Policial

Dono de bar é preso em operação contra exploração sexual de adolescentes no Centro de Maceió

O homem é acusado de exploração sexual de uma adolescente de 17 anos encontrada dentro do estabelecimento durante a ação conjunta de órgãos de proteção e segurança.

Atualizado 3 meses atrás
Dono de bar é preso após operação contra exploração sexual | Foto: Cortesia
Dono de bar é preso após operação contra exploração sexual | Foto: Cortesia

Uma operação de fiscalização realizada na noite desta sexta-feira (14) resultou na prisão em flagrante do dono de um bar localizado no Centro de Maceió.

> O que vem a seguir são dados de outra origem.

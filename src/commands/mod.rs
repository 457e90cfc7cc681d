//! Coverage commands.

pub mod covered;
pub mod depth;
pub mod gaps;
pub mod profile;

pub use covered::CoverageSweep;
pub use depth::{DepthHistogram, DepthHistogramSweep};
pub use gaps::GapExtractor;
pub use profile::{MappingProfile, ProfileCommand};
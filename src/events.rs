//! Endpoint events.
//!
//! Every interval becomes one `Open` event at its start and one `Close`
//! event at its end, grouped by contig. Events from any number of sources
//! are concatenated per contig without sorting; each sweep sorts its own
//! copy.
//!
//! # Ordering
//!
//! Events order by `(position, kind)` with `Close` before `Open` at the same
//! position. Intervals that merely touch (`[0,4)` and `[4,10)`) therefore
//! close before the next one opens, and depth never counts the shared
//! boundary twice.

use crate::bed::BedReader;
use crate::error::Result;
use crate::interval::Interval;
use log::debug;
use rayon::prelude::*;
use rustc_hash::FxHashMap;
use std::fmt;
use std::fs::File;
use std::io::Read;
use std::path::Path;

/// Which end of an interval an event marks.
///
/// Variant order is the tie-break at equal positions: `Close` sorts first.
#[derive(Debug, Clone, Copy, PartialEq, Eq, Hash, PartialOrd, Ord)]
pub enum EventKind {
    Close,
    Open,
}

/// An interval endpoint on a contig. Field order is the sort key.
#[derive(Debug, Clone, Copy, PartialEq, Eq, Hash, PartialOrd, Ord)]
pub struct Event {
    pub position: u64,
    pub kind: EventKind,
}

impl Event {
    #[inline]
    pub fn open(position: u64) -> Self {
        Self {
            position,
            kind: EventKind::Open,
        }
    }

    #[inline]
    pub fn close(position: u64) -> Self {
        Self {
            position,
            kind: EventKind::Close,
        }
    }
}

/// Unsorted events grouped by contig.
pub type ContigEvents = FxHashMap<String, Vec<Event>>;

/// Sort events into sweep order.
#[inline]
pub fn sort_events(events: &mut [Event]) {
    events.sort_unstable();
}

/// Counters gathered while turning records into events.
#[derive(Debug, Clone, Copy, Default, PartialEq, Eq)]
pub struct EventStreamStats {
    /// Intervals that produced events
    pub intervals: usize,
    /// Zero-width intervals, which cover nothing and produce no events
    pub zero_width: usize,
    /// Records skipped for missing fields
    pub malformed: usize,
}

impl EventStreamStats {
    fn absorb(&mut self, other: &EventStreamStats) {
        self.intervals += other.intervals;
        self.zero_width += other.zero_width;
        self.malformed += other.malformed;
    }
}

impl fmt::Display for EventStreamStats {
    fn fmt(&self, f: &mut fmt::Formatter<'_>) -> fmt::Result {
        write!(
            f,
            "Intervals: {}, Zero-width: {}, Malformed: {}",
            self.intervals, self.zero_width, self.malformed
        )
    }
}

/// Per-contig endpoint events for one or more interval sources.
#[derive(Debug, Clone, Default)]
pub struct EventStream {
    events: ContigEvents,
    stats: EventStreamStats,
}

impl EventStream {
    pub fn new() -> Self {
        Self::default()
    }

    /// Add one interval's endpoints.
    pub fn push(&mut self, interval: Interval) -> Result<()> {
        interval.validate()?;
        if interval.is_empty() {
            self.stats.zero_width += 1;
            return Ok(());
        }

        let events = self.events.entry(interval.contig).or_default();
        events.push(Event::open(interval.start));
        events.push(Event::close(interval.end));
        self.stats.intervals += 1;
        Ok(())
    }

    /// Build a stream from structured `(contig, start, end)` records.
    pub fn collect<I, T>(records: I) -> Result<Self>
    where
        I: IntoIterator<Item = T>,
        T: Into<Interval>,
    {
        let mut stream = Self::new();
        for record in records {
            stream.push(record.into())?;
        }
        Ok(stream)
    }

    /// Build a stream from text records, skipping malformed lines.
    pub fn from_reader<R: Read>(mut reader: BedReader<R>) -> Result<Self> {
        let mut stream = Self::new();
        while let Some(interval) = reader.read_interval()? {
            stream.push(interval)?;
        }
        stream.stats.malformed = reader.malformed_records();
        Ok(stream)
    }

    /// Build a stream from a BED file.
    pub fn from_path<P: AsRef<Path>>(path: P) -> Result<Self> {
        let path = path.as_ref();
        let file = File::open(path)?;
        let stream = Self::from_reader(BedReader::with_capacity(file, 64 * 1024))?;
        debug!("{}: {}", path.display(), stream.stats);
        Ok(stream)
    }

    /// Combine several sources into one stream. Every interval of every
    /// source is kept, so overlaps between sources add to depth.
    pub fn merge(streams: Vec<EventStream>) -> EventStream {
        let mut stats = EventStreamStats::default();
        let maps = streams
            .into_iter()
            .map(|stream| {
                stats.absorb(&stream.stats);
                stream.events
            })
            .collect();

        EventStream {
            events: merge_sources(maps),
            stats,
        }
    }

    pub fn events(&self) -> &ContigEvents {
        &self.events
    }

    pub fn into_events(self) -> ContigEvents {
        self.events
    }

    pub fn stats(&self) -> &EventStreamStats {
        &self.stats
    }

    /// Events recorded for one contig.
    pub fn contig(&self, contig: &str) -> &[Event] {
        self.events.get(contig).map(Vec::as_slice).unwrap_or(&[])
    }

    /// Total number of events across all contigs.
    pub fn event_count(&self) -> usize {
        self.events.values().map(Vec::len).sum()
    }
}

/// Concatenate per-contig event lists from several sources. The result is
/// not sorted.
pub fn merge_sources(sources: Vec<ContigEvents>) -> ContigEvents {
    let mut sources = sources.into_iter();
    let mut merged = sources.next().unwrap_or_default();

    for source in sources {
        for (contig, events) in source {
            merged.entry(contig).or_default().extend(events);
        }
    }

    merged
}

/// Read several BED sources in parallel, returned in input order.
pub fn read_sources<P: AsRef<Path> + Sync>(paths: &[P]) -> Result<Vec<EventStream>> {
    paths.par_iter().map(EventStream::from_path).collect()
}

#[cfg(test)]
mod tests {
    use super::*;
    use crate::error::CoverageError;

    #[test]
    fn test_close_sorts_before_open() {
        assert!(EventKind::Close < EventKind::Open);

        let mut events = vec![
            Event::open(4),
            Event::close(10),
            Event::close(4),
            Event::open(0),
        ];
        sort_events(&mut events);

        assert_eq!(
            events,
            vec![
                Event::open(0),
                Event::close(4),
                Event::open(4),
                Event::close(10)
            ]
        );
    }

    #[test]
    fn test_collect_groups_by_contig() {
        let stream =
            EventStream::collect([("chr1", 2u64, 10u64), ("chr2", 0, 5), ("chr1", 3, 4)]).unwrap();

        assert_eq!(
            stream.contig("chr1"),
            &[
                Event::open(2),
                Event::close(10),
                Event::open(3),
                Event::close(4)
            ]
        );
        assert_eq!(stream.contig("chr2").len(), 2);
        assert!(stream.contig("chr3").is_empty());
        assert_eq!(stream.stats().intervals, 3);
        assert_eq!(stream.event_count(), 6);
    }

    #[test]
    fn test_zero_width_produces_no_events() {
        let stream = EventStream::collect([("chr1", 5u64, 5u64), ("chr1", 1, 2)]).unwrap();
        assert_eq!(stream.contig("chr1"), &[Event::open(1), Event::close(2)]);
        assert_eq!(stream.stats().zero_width, 1);
        assert_eq!(stream.stats().intervals, 1);
    }

    #[test]
    fn test_collect_rejects_inverted() {
        let err = EventStream::collect([("chr1", 9u64, 3u64)]).unwrap_err();
        assert!(matches!(err, CoverageError::InvalidInterval { .. }));
    }

    #[test]
    fn test_from_reader_counts_malformed() {
        let content = "chr1\t0\t10\nchr1\t5\nchr1\t5\t15\n";
        let stream = EventStream::from_reader(BedReader::new(content.as_bytes())).unwrap();

        assert_eq!(stream.stats().intervals, 2);
        assert_eq!(stream.stats().malformed, 1);
        assert_eq!(stream.event_count(), 4);
    }

    #[test]
    fn test_merge_keeps_duplicates() {
        let a = EventStream::collect([("chr1", 0u64, 10u64)]).unwrap();
        let b = EventStream::collect([("chr1", 0u64, 10u64), ("chr2", 1, 3)]).unwrap();

        let merged = EventStream::merge(vec![a, b]);
        assert_eq!(merged.contig("chr1").len(), 4);
        assert_eq!(merged.contig("chr2").len(), 2);
        assert_eq!(merged.stats().intervals, 3);
    }

    #[test]
    fn test_merge_empty() {
        assert!(merge_sources(Vec::new()).is_empty());
        let merged = EventStream::merge(Vec::new());
        assert_eq!(merged.event_count(), 0);
    }
}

O homem é acusado de exploração sexual de uma adolescente de 17 anos encontrada dentro do estabelecimento durante a ação conjunta de órgãos de proteção e segurança.

A ocorrência teve início após denúncias anônimas encaminhadas ao Ministério Público, ao Ministério Público do Trabalho e à Delegacia de Combate aos Crimes contra Criança e Adolescente (DCCCA). Os relatos apontavam risco de aliciamento e situações de vulnerabilidade envolvendo menores em bares e casas noturnas da região central da capital.

Com base nas informações, equipes de fiscalização vistoriaram três pontos do Centro. Em um dos estabelecimentos, a adolescente foi identificada pelos agentes. O proprietário recebeu voz de prisão imediata e foi autuado por exploração sexual de adolescente, crime previsto no art. 218-B do Código Penal, cuja pena pode chegar a dez anos de reclusão.

As autoridades reforçam que a exploração sexual infantojuvenil segue como uma das violações mais graves aos direitos humanos. Além da responsabilização penal, os agentes também orientaram os donos de bares e similares sobre a proibição do consumo e venda de bebidas alcoólicas a menores de 18 anos — prática frequentemente associada ao aliciamento e à exposição de adolescentes a situações de risco.

O Ministério Público e a DCCCA destacam que denúncias anônimas continuam essenciais para identificar e interromper práticas criminosas que atingem crianças e adolescentes. A atuação integrada das instituições reforça a necessidade de vigilância constante, fiscalização rigorosa e combate permanente à exploração sexual em ambientes de entretenimento.